§ What is being asked
Search term "expected": please show all lines in the listing that contain it.

§ Source data
※

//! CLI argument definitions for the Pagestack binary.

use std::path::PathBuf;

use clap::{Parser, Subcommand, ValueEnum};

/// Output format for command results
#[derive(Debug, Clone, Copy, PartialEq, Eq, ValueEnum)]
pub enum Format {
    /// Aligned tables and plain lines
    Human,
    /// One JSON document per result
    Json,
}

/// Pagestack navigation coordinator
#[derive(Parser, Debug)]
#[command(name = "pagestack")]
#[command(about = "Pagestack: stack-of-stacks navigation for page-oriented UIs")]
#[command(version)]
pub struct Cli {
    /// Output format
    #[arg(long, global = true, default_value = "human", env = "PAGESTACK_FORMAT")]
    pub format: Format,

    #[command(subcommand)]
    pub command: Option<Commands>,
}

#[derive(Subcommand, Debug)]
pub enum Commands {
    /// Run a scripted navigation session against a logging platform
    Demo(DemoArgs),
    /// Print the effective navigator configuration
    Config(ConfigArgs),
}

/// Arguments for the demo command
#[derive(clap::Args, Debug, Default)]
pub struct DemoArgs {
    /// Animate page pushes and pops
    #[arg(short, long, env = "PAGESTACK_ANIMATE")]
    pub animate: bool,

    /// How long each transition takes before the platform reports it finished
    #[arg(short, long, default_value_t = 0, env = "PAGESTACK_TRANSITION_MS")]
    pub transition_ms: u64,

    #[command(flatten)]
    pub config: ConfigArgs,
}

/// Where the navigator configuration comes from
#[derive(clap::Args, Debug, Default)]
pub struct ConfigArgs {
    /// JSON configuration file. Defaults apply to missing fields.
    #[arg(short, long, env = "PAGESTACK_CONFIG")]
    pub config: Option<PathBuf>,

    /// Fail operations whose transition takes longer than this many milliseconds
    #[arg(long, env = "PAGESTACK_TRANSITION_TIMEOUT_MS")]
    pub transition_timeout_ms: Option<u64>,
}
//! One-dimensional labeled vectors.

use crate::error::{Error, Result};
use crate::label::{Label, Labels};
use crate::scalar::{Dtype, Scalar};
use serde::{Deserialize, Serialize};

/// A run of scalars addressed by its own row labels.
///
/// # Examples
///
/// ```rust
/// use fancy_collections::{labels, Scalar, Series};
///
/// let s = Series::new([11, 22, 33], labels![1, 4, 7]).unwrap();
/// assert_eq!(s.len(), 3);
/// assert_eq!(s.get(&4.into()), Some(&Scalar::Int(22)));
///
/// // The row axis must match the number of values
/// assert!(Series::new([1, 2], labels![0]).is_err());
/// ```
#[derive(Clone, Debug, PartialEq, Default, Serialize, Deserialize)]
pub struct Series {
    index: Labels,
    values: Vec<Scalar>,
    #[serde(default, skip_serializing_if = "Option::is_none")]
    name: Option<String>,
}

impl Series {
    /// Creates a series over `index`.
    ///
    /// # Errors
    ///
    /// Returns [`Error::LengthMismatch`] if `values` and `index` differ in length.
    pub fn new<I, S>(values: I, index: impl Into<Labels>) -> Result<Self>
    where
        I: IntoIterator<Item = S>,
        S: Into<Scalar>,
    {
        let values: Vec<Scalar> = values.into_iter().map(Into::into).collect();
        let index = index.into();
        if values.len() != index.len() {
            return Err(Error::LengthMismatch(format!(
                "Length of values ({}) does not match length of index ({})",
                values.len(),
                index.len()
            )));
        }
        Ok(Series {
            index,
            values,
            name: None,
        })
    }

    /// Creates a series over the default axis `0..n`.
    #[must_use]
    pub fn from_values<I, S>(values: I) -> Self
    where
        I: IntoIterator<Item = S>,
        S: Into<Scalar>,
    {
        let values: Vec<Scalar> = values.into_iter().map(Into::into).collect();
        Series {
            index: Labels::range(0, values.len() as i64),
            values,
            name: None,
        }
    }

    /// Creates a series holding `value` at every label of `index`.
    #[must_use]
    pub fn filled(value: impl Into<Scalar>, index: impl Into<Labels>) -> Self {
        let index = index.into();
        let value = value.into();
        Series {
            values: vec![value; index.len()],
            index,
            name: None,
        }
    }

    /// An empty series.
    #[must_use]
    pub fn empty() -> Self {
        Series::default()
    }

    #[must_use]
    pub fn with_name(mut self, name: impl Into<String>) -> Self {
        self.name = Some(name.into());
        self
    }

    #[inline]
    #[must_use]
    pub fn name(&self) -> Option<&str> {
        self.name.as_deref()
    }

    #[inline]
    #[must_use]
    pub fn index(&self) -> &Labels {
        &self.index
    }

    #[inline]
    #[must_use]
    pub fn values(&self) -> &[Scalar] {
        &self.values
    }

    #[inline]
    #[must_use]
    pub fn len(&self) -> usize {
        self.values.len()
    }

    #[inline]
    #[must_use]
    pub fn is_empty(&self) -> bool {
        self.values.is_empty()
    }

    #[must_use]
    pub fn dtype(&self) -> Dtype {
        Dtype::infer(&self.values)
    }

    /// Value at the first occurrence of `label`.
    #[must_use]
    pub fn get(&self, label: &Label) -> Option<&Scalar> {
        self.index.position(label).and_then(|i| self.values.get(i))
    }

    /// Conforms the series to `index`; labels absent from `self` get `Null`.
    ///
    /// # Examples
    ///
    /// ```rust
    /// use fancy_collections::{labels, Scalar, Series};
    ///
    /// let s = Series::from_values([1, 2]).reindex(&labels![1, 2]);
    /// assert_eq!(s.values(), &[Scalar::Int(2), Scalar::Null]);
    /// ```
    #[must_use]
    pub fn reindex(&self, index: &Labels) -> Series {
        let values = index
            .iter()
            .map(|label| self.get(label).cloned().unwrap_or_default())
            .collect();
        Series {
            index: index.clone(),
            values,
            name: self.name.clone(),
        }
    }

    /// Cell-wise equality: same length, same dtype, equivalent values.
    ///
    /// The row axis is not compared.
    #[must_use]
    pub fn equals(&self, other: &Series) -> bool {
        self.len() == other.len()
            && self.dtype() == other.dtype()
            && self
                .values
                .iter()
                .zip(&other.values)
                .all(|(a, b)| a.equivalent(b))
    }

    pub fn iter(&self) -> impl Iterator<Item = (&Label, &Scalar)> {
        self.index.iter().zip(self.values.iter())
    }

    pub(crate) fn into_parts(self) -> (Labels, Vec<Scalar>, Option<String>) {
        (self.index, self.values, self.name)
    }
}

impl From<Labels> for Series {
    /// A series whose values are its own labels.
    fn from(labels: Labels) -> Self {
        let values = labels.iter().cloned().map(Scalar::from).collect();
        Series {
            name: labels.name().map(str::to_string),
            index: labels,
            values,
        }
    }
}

※

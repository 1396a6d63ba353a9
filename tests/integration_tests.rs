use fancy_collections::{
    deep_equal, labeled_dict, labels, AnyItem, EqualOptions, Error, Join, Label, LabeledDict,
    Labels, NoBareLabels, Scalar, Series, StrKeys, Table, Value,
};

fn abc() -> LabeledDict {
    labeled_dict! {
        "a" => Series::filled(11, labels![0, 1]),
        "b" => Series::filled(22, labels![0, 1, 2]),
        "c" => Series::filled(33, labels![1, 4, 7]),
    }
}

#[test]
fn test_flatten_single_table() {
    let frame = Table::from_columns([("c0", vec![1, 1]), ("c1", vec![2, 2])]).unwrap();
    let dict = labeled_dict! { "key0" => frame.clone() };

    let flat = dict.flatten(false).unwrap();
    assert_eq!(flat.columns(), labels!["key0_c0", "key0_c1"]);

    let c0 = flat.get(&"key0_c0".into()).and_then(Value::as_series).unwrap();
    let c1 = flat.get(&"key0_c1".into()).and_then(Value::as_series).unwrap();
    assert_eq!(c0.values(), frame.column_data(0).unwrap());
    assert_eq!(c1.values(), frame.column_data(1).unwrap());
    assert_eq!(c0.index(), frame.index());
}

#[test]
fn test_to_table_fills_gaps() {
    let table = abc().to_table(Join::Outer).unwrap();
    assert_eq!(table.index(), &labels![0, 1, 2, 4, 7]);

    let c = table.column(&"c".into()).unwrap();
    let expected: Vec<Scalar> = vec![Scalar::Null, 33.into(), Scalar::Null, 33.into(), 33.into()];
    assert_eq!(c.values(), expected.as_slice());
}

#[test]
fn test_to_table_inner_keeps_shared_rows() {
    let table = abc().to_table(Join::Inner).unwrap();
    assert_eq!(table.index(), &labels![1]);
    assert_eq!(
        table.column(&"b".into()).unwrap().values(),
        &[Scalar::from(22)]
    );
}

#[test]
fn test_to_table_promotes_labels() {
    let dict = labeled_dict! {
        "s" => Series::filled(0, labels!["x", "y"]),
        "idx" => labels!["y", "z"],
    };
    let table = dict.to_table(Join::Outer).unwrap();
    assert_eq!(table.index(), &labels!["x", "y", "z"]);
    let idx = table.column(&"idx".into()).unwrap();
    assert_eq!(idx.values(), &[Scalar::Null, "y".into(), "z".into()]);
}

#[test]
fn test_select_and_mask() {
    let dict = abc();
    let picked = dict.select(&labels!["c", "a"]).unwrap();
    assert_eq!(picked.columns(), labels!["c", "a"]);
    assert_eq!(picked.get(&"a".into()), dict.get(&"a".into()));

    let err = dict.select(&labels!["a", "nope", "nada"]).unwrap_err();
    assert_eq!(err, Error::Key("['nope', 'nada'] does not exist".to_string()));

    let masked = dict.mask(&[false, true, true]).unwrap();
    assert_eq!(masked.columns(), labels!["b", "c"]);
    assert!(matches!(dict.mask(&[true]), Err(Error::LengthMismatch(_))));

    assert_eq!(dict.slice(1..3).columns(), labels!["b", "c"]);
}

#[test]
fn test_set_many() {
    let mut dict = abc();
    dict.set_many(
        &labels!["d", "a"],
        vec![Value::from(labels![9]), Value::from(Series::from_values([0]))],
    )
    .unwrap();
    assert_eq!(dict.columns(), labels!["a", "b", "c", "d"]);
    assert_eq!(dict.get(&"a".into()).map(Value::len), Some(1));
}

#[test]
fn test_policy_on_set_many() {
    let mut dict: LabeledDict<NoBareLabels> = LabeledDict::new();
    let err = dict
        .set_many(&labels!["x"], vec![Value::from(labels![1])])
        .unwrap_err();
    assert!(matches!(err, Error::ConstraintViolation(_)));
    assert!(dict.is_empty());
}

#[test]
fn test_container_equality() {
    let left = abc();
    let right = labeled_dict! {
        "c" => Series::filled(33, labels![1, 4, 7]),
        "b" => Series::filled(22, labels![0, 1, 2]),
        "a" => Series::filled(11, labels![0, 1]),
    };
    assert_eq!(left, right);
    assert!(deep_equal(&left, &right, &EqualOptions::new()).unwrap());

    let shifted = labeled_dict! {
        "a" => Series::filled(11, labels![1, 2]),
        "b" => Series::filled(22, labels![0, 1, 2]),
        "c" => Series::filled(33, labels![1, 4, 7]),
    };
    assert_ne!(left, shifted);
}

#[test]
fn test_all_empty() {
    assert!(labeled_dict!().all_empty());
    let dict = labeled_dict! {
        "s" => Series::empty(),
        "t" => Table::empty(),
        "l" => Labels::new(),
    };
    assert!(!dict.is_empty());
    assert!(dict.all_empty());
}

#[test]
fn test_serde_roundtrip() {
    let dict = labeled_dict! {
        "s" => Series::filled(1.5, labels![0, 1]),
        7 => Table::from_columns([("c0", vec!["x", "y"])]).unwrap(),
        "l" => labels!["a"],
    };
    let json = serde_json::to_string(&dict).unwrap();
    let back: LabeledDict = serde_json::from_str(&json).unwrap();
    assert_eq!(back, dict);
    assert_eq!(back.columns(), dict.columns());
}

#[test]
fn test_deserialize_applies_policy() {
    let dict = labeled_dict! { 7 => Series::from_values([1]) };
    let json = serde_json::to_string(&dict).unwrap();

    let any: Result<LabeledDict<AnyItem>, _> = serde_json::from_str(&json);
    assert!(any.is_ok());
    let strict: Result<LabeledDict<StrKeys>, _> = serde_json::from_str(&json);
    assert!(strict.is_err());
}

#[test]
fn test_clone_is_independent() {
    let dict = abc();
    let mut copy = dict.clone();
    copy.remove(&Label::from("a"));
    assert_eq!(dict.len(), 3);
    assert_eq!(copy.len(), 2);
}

※

§ Task output
    let expected: Vec<Scalar> = vec![Scalar::Null, 33.into(), Scalar::Null, 33.into(), 33.into()];
    assert_eq!(c.values(), expected.as_slice());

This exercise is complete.